Subclass of microscopic animal parasites

Myxosporea is a subclass of microscopic animals, all of whom are parasites. They belong to the Myxozoa clade within Cnidaria. They have a complex life cycle that comprises vegetative forms in two hosts—one an aquatic invertebrate (generally an annelid but sometimes a bryozoan) and the other an ectothermic vertebrate, usually a fish. Each parasitized host releases a different type of spore. The two forms of spore are so different in appearance that until relatively recently they were treated as belonging to different classes within the Myxozoa.

== Taxonomic status ==
The taxonomy of both actinosporeans and myxosporeans was originally based on spore morphology. In 1994 the phylum Myxozoa was redefined to solve the taxonomic and nomenclatural problems arising from the two-host life cycle of myxozoans. The distinction between the two previously recognised classes Actinosporea and Myxosporea disappeared and the class Actinosporea was suppressed, becoming a synonym of the class Myxosporea (Bütschli, 1881). The generic names of actinosporeans were retained as collective "type" names, and it was proposed that they be used to characterise different morphological forms of actinosporeans. Those remaining actinosporeans whose myxosporean stage is unattested are being retained as species inquirenda until their specific identity is established.

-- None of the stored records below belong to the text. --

//! Shared fixtures for the integration tests
//!
//! A [`MockDevice`] answers requests over an in-memory duplex stream and
//! records everything the host wrote, so tests can assert exact wire traffic.

#![allow(dead_code)]

use std::sync::{Arc, Mutex};

use futures_util::StreamExt;
use tokio::io::{AsyncWriteExt, DuplexStream};
use tokio_util::codec::FramedRead;

use sonicamp_core::config::{CommunicatorConfig, DeviceConfig};
use sonicamp_core::demo::DemoSonicamp;
use sonicamp_core::device::{DeviceBuilder, SonicDevice};
use sonicamp_core::protocol::serial::{BoxReader, BoxWriter, FnConnectionFactory};
use sonicamp_core::protocol::{
    Communicator, ConnectionFactory, Frame, FrameProtocol, Packet, SonicCodec,
};

/// Maps a request payload to its answer; `None` leaves the request unanswered
pub type Responder = Box<dyn FnMut(&str) -> Option<String> + Send>;

/// One request as the device received it
#[derive(Debug, Clone, PartialEq, Eq)]
pub struct Received {
    /// Packet id, 0 for legacy lines
    pub id: u16,
    pub payload: String,
}

/// Scripted device on the far end of a duplex stream
#[derive(Clone)]
pub struct MockDevice {
    protocol: FrameProtocol,
    banner: Vec<String>,
    responder: Arc<Mutex<Responder>>,
    received: Arc<Mutex<Vec<Received>>>,
    opened: Arc<Mutex<Vec<u32>>>,
}

impl MockDevice {
    pub fn new(
        protocol: FrameProtocol,
        responder: impl FnMut(&str) -> Option<String> + Send + 'static,
    ) -> Self {
        Self {
            protocol,
            banner: Vec::new(),
            responder: Arc::new(Mutex::new(Box::new(responder))),
            received: Arc::new(Mutex::new(Vec::new())),
            opened: Arc::new(Mutex::new(Vec::new())),
        }
    }

    /// Framed device answering like the simulator
    pub fn demo(seed: u64) -> Self {
        let mut amp = DemoSonicamp::with_seed(seed);
        Self::new(FrameProtocol::Framed, move |request| Some(amp.handle(request)))
    }

    /// Legacy device printing `banner` as soon as the link opens
    pub fn with_banner(mut self, banner: &[&str]) -> Self {
        self.banner = banner.iter().map(|line| line.to_string()).collect();
        self
    }

    /// Payloads received so far, in order
    pub fn requests(&self) -> Vec<String> {
        self.received
            .lock()
            .unwrap()
            .iter()
            .map(|r| r.payload.clone())
            .collect()
    }

    pub fn received(&self) -> Vec<Received> {
        self.received.lock().unwrap().clone()
    }

    /// Forget what was received so far
    pub fn clear(&self) {
        self.received.lock().unwrap().clear();
    }

    /// Baud rates of every open, in order
    pub fn opened(&self) -> Vec<u32> {
        self.opened.lock().unwrap().clone()
    }

    pub fn factory(&self) -> Arc<dyn ConnectionFactory> {
        let device = self.clone();
        Arc::new(FnConnectionFactory::new("mock", move |baud_rate| {
            device.opened.lock().unwrap().push(baud_rate);
            let (host, far) = tokio::io::duplex(8 * 1024);
            tokio::spawn(device.clone().serve(far));
            let (reader, writer) = tokio::io::split(host);
            Ok((Box::new(reader) as BoxReader, Box::new(writer) as BoxWriter))
        }))
    }

    async fn serve(self, stream: DuplexStream) {
        let (reader, mut writer) = tokio::io::split(stream);
        for line in &self.banner {
            if writer.write_all(format!("{line}\n").as_bytes()).await.is_err() {
                return;
            }
        }

        let mut frames = FramedRead::new(reader, SonicCodec::new(self.protocol));
        while let Some(Ok(frame)) = frames.next().await {
            let (id, payload) = match frame {
                Frame::Packet(packet) => (packet.id, packet.payload),
                Frame::Line(line) if line.trim().is_empty() => continue,
                Frame::Line(line) => (0, line),
            };
            self.received.lock().unwrap().push(Received {
                id,
                payload: payload.clone(),
            });

            let answer = (self.responder.lock().unwrap())(&payload);
            let Some(answer) = answer else { continue };
            let wire = match self.protocol {
                FrameProtocol::Framed => match Packet::new(id, answer).to_wire() {
                    Ok(wire) => wire,
                    Err(_) => continue,
                },
                FrameProtocol::Legacy => format!("{answer}\n"),
            };
            if writer.write_all(wire.as_bytes()).await.is_err() {
                return;
            }
        }
    }
}

/// Communicator settings that keep tests fast
pub fn fast_config(protocol: FrameProtocol) -> CommunicatorConfig {
    CommunicatorConfig {
        protocol,
        request_timeout_ms: 300,
        max_attempts: 2,
        write_chunk_delay_ms: 0,
        handshake_budget_ms: 500,
        handshake_line_timeout_ms: 30,
        ..CommunicatorConfig::default()
    }
}

pub fn fast_device_config() -> DeviceConfig {
    DeviceConfig {
        update_interval_ms: 20,
        procedure_poll_interval_ms: 20,
        ..DeviceConfig::default()
    }
}

/// Route library logs to the test harness; `RUST_LOG=debug` shows the wire traffic
pub fn init_tracing() {
    let _ = tracing_subscriber::fmt()
        .with_env_filter(tracing_subscriber::EnvFilter::from_default_env())
        .with_test_writer()
        .try_init();
}

pub async fn open(mock: &MockDevice, config: CommunicatorConfig) -> Arc<Communicator> {
    init_tracing();
    let baud_rate = config.baud_rate;
    let communicator = Arc::new(Communicator::new(config));
    communicator
        .open_communication(mock.factory(), baud_rate)
        .await
        .expect("mock opens");
    communicator
}

/// Open `mock` and run the handshake
pub async fn connect(mock: &MockDevice) -> SonicDevice {
    let communicator = open(mock, fast_config(mock.protocol)).await;
    DeviceBuilder::new()
        .with_config(fast_device_config())
        .build(communicator)
        .await
        .expect("handshake succeeds")
}

pub const LEGACY_BANNER: [&str; 4] = ["ver 0.4.0", "soniccatch", "signal off", "khz mode"];

/// A sonicatch on firmware 0.4.0 speaking the line protocol
pub fn legacy_catch() -> MockDevice {
    let mut frequency = 1_000_000_i64;
    let mut gain = 50_i64;
    let mut signal = false;
    MockDevice::new(FrameProtocol::Legacy, move |request| {
        let state = |signal: bool| if signal { "on" } else { "off" };
        let answer = match request {
            "?" => format!(
                "ver 0.4.0\nsoniccatch\nsignal {}\nkhz mode\nfrequency: {frequency}\ngain: {gain}",
                state(signal)
            ),
            "?info" => "ver 0.4.0\nsoniccatch".to_string(),
            "?type" => "soniccatch".to_string(),
            "-" => format!(
                "{}-{gain}-23.5",
                if signal { frequency } else { 0 }
            ),
            "?sens" => format!("{frequency} 500 300 20"),
            "!ON" => {
                signal = true;
                "signal on".to_string()
            }
            "!OFF" => {
                signal = false;
                "signal off".to_string()
            }
            "!KHZ" => "khz mode".to_string(),
            "!MHZ" => "mhz mode".to_string(),
            "!SERIAL" => "serial mode".to_string(),
            "!ANALOG" => "analog mode".to_string(),
            "!AUTO" => "auto mode".to_string(),
            other => {
                if let Some(value) = other.strip_prefix("!f=") {
                    frequency = value.parse().ok()?;
                    format!("frequency: {frequency}")
                } else if let Some(value) = other.strip_prefix("!g=") {
                    gain = value.parse().ok()?;
                    format!("gain: {gain}")
                } else {
                    format!("unknown command: {other}")
                }
            }
        };
        Some(answer)
    })
    .with_banner(&LEGACY_BANNER)
}

/// Requests recorded after the handshake, without status polls
pub fn commands(requests: &[String]) -> Vec<String> {
    requests
        .iter()
        .filter(|r| !matches!(r.as_str(), "?" | "-" | "?sens" | "?update"))
        .cloned()
        .collect()
}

It has been hypothesized that myxosporeans might have evolved from a transmissible tumor of Polypodium. This hypothesis is called the "SCANDAL hypothesis", an acronym for speciation by cancer development animals, referencing its radical nature.

== Transmission ==
Until the 1980s, direct transmission of myxosporeans was presumed. In 1984, it was shown experimentally that spores of Myxobolus cerebralis failed to produce infections when fed to salmonids. To reproduce successfully, this species requires a tubificid worm as an intermediate host, in which the spores develop into a "species" of the "genus" Triactinomyxon. These spores develop inside the oligochaete into forms which are infectious to salmonids.

Such a life cycle—with two different sexual stages, each resulting in two kinds of resistant spores—is unique amongst parasitic organisms, let alone those in the kingdom of animals. This mode of life has been confirmed in several other Myxobolus species. This vector has also been proved in other families. Ceratonova shasta, an economically important parasite of salmonids, has been shown to use a polychaete worm as an alternate host.

Direct transmission between fish has also been demonstrated, so far in three species of Enteromyxum.

Examples of Myxosporean genera are Kudoa, which attacks fish muscle, and Myxobolus, which attacks the hearts of freshwater fish.